For reference for interested parties, a link to my other thread describing my scenario: http://talkaboutmarriage.com/general-relationship-discussion/399202-husband-never-came-home-last-night.html

I am currently "180ing", and pursuing separation and divorce. I'm drowning in questions, emotions, realizations, etc. Fear. Sadness. Loneliness. On a roller coaster. One minute elated to be finally accepting this and moving on. The next crying in a ball on the bathroom floor at the thought of losing him (how long does this go on for?). All that crap. 

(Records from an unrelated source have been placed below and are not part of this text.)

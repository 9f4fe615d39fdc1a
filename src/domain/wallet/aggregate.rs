use chrono::{DateTime, Utc};
use rust_decimal::Decimal;
use serde::Serialize;
use uuid::Uuid;

use crate::event_sourcing::Aggregate;
use super::commands::WalletCommand;
use super::errors::WalletError;
use super::events::*;
use super::value_objects::{TransactionKind, WalletTransaction};

// ============================================================================
// Wallet Aggregate - one per user, id = user id
// ============================================================================
//
// The balance is derived from the transaction log, so
// balance == Σ credits − Σ debits holds by construction.
//
// ============================================================================

#[derive(Debug, Clone, Serialize)]
pub struct WalletAggregate {
    pub user_id: Uuid,
    pub version: i64,
    pub balance: Decimal,
    pub transactions: Vec<WalletTransaction>,
    pub updated_at: Option<DateTime<Utc>>,
}

impl WalletAggregate {
    /// A wallet that has never been written to
    pub fn empty(user_id: Uuid) -> Self {
        Self {
            user_id,
            version: 0,
            balance: Decimal::ZERO,
            transactions: Vec::new(),
            updated_at: None,
        }
    }

    pub fn has_reference(&self, reference: &str) -> bool {
        self.transactions
            .iter()
            .any(|tx| tx.reference.as_deref() == Some(reference))
    }

    fn record(&mut self, transaction: &WalletTransaction) {
        self.balance += transaction.signed_amount();
        self.updated_at = Some(transaction.date);
        self.transactions.push(transaction.clone());
    }

    fn validate(amount: Decimal, description: &str) -> Result<(), WalletError> {
        if amount <= Decimal::ZERO {
            return Err(WalletError::InvalidAmount(amount));
        }
        if description.trim().is_empty() {
            return Err(WalletError::EmptyDescription);
        }
        Ok(())
    }

    fn transaction(
        kind: TransactionKind,
        amount: Decimal,
        description: &str,
        reference: &Option<String>,
        at: DateTime<Utc>,
    ) -> WalletTransaction {
        WalletTransaction {
            id: Uuid::new_v4(),
            amount,
            kind,
            description: description.trim().to_string(),
            reference: reference.clone(),
            date: at,
        }
    }
}

impl Aggregate for WalletAggregate {
    type Event = WalletEvent;
    type Command = WalletCommand;
    type Error = WalletError;

    fn apply_first_event(aggregate_id: Uuid, event: &Self::Event) -> Result<Self, Self::Error> {
        let mut wallet = Self::empty(aggregate_id);
        wallet.apply_event(event)?;
        Ok(wallet)
    }

    fn apply_event(&mut self, event: &Self::Event) -> Result<(), Self::Error> {
        match event {
            WalletEvent::Credited(e) => self.record(&e.transaction),
            WalletEvent::Debited(e) => self.record(&e.transaction),
        }
        Ok(())
    }

    fn handle_command(&self, command: &Self::Command) -> Result<Vec<Self::Event>, Self::Error> {
        match command {
            WalletCommand::Credit { amount, description, reference, at } => {
                Self::validate(*amount, description)?;

                if reference.as_deref().is_some_and(|r| self.has_reference(r)) {
                    return Ok(vec![]); // Already applied
                }

                Ok(vec![WalletEvent::Credited(WalletCredited {
                    transaction: Self::transaction(TransactionKind::Credit, *amount, description, reference, *at),
                })])
            }

            WalletCommand::Debit { amount, description, reference, at } => {
                Self::validate(*amount, description)?;

                if reference.as_deref().is_some_and(|r| self.has_reference(r)) {
                    return Ok(vec![]);
                }

                if self.balance < *amount {
                    return Err(WalletError::InsufficientFunds {
                        balance: self.balance,
                        requested: *amount,
                    });
                }

                Ok(vec![WalletEvent::Debited(WalletDebited {
                    transaction: Self::transaction(TransactionKind::Debit, *amount, description, reference, *at),
                })])
            }
        }
    }

    fn aggregate_id(&self) -> Uuid {
        self.user_id
    }

    fn version(&self) -> i64 {
        self.version
    }

    fn set_version(&mut self, version: i64) {
        self.version = version;
    }
}

// ============================================================================
// Unit Tests
// ============================================================================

SO - I'm hoping for help from those of you who've been through this: ADVICE, INPUT, REMINDERS, anything you wish you'd known, wish you could change, etc. about how your separation/divorce went. Things I should think about? My emotions are a wreck. Custody? child support? how does this all work? 

I don't know anyone who is divorced. Weird, right? I know. So I'd value input from someone who's walked this road. 

For the record, I'm in Canada, I work full time, H and I jointly and equally own a business that we are in the midst of selling. For the last 8 years we've been earning the EXACT SAME SALARY. We also own a few properties. We have two kids, ages 9 and 7. Married 10 years, together 13. 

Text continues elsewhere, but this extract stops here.